TASK BRIEF → Lines with "SubmitControl" in them are to be located in the listing below and copied.

GIVEN ENTRIES →
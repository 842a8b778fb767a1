use std::rc::Rc;

use yew::prelude::*;

use crate::config;

#[derive(Clone, Copy, Debug, Default, PartialEq, Eq)]
pub enum SubmissionStatus {
    #[default]
    Idle,
    Sending,
    Success,
    Error,
}

impl SubmissionStatus {
    /// Success and Error are shown to the visitor and expire on their own.
    pub fn is_terminal(self) -> bool {
        matches!(self, SubmissionStatus::Success | SubmissionStatus::Error)
    }

    /// How long the message stays up before it clears itself, if it does.
    pub fn expiry_delay(self) -> Option<u32> {
        self.is_terminal().then_some(config::STATUS_CLEAR_MS)
    }

    pub fn message(self) -> Option<String> {
        match self {
            SubmissionStatus::Success => {
                Some("Thank you! We'll get back to you within 24 hours.".to_string())
            }
            SubmissionStatus::Error => Some(format!(
                "Oops! Something went wrong. Please try again or email us directly at {}",
                config::FALLBACK_EMAIL
            )),
            SubmissionStatus::Idle | SubmissionStatus::Sending => None,
        }
    }

    pub fn class(self) -> Classes {
        match self {
            SubmissionStatus::Success => classes!("form-message", "success"),
            SubmissionStatus::Error => classes!("form-message", "error"),
            SubmissionStatus::Idle | SubmissionStatus::Sending => classes!("form-message"),
        }
    }
}

/// The submit button as the visitor sees it.
#[derive(Clone, Debug, PartialEq)]
pub struct SubmitControl {
    pub label: String,
    pub disabled: bool,
}

impl SubmitControl {
    pub fn ready(label: impl Into<String>) -> Self {
        Self { label: label.into(), disabled: false }
    }

    pub fn sending() -> Self {
        Self { label: "Sending...".to_string(), disabled: true }
    }
}

pub enum StatusAction {
    Show { status: SubmissionStatus, generation: u64 },
    Expire(u64),
}

/// Status line state. Every shown message gets a generation so an expiry
/// scheduled for an older message can't clear a newer one.
#[derive(Clone, Debug, Default, PartialEq)]
pub struct StatusBoard {
    pub status: SubmissionStatus,
    pub generation: u64,
}

impl StatusBoard {
    /// The status line holds a message worth scrolling to.
    pub fn should_reveal(&self) -> bool {
        self.status.is_terminal()
    }

    pub fn apply(&self, action: StatusAction) -> Self {
        match action {
            StatusAction::Show { status, generation } => Self { status, generation },
            StatusAction::Expire(generation) if generation == self.generation => Self {
                status: SubmissionStatus::Idle,
                generation,
            },
            StatusAction::Expire(_) => self.clone(),
        }
    }
}

impl Reducible for StatusBoard {
    type Action = StatusAction;

    fn reduce(self: Rc<Self>, action: Self::Action) -> Rc<Self> {
        let next = self.apply(action);
        if next == *self {
            self
        } else {
            Rc::new(next)
        }
    }
}

#[cfg(test)]
mod tests {
    use super::*;

    #[test]
    fn expiry_clears_current_message() {
        let board = StatusBoard::default()
            .apply(StatusAction::Show { status: SubmissionStatus::Success, generation: 1 })
            .apply(StatusAction::Expire(1));
        assert_eq!(board.status, SubmissionStatus::Idle);
    }

    #[test]
    fn newer_message_outlives_older_expiry() {
        let board = StatusBoard::default()
            .apply(StatusAction::Show { status: SubmissionStatus::Error, generation: 1 })
            .apply(StatusAction::Show { status: SubmissionStatus::Success, generation: 2 })
            .apply(StatusAction::Expire(1));
        assert_eq!(board.status, SubmissionStatus::Success);

        let board = board.apply(StatusAction::Expire(2));
        assert_eq!(board.status, SubmissionStatus::Idle);
    }

    #[test]
    fn error_message_names_fallback_email() {
        let text = SubmissionStatus::Error.message().unwrap_or_default();
        assert!(text.contains(config::FALLBACK_EMAIL));
        assert!(SubmissionStatus::Idle.message().is_none());
        assert!(SubmissionStatus::Sending.message().is_none());
    }

    #[test]
    fn only_outcomes_schedule_expiry() {
        assert_eq!(SubmissionStatus::Success.expiry_delay(), Some(5_000));
        assert_eq!(SubmissionStatus::Error.expiry_delay(), Some(5_000));
        assert_eq!(SubmissionStatus::Sending.expiry_delay(), None);
        assert_eq!(SubmissionStatus::Idle.expiry_delay(), None);
    }

    #[test]
    fn reveal_waits_for_an_applied_outcome() {
        let board = StatusBoard::default();
        assert!(!board.should_reveal());

        let board = board.apply(StatusAction::Show { status: SubmissionStatus::Sending, generation: 1 });
        assert!(!board.should_reveal());

        let board = board.apply(StatusAction::Show { status: SubmissionStatus::Error, generation: 2 });
        assert!(board.should_reveal());

        let board = board.apply(StatusAction::Expire(2));
        assert!(!board.should_reveal());
    }

    #[test]
    fn only_outcomes_are_terminal() {
        assert!(SubmissionStatus::Success.is_terminal());
        assert!(SubmissionStatus::Error.is_terminal());
        assert!(!SubmissionStatus::Sending.is_terminal());
        assert!(!SubmissionStatus::Idle.is_terminal());
    }
}
pub mod controller;
pub mod error;
pub mod fields;
pub mod form;
pub mod relay;
pub mod status;

pub use form::ContactForm;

ANSWER →
pub struct SubmitControl {
impl SubmitControl {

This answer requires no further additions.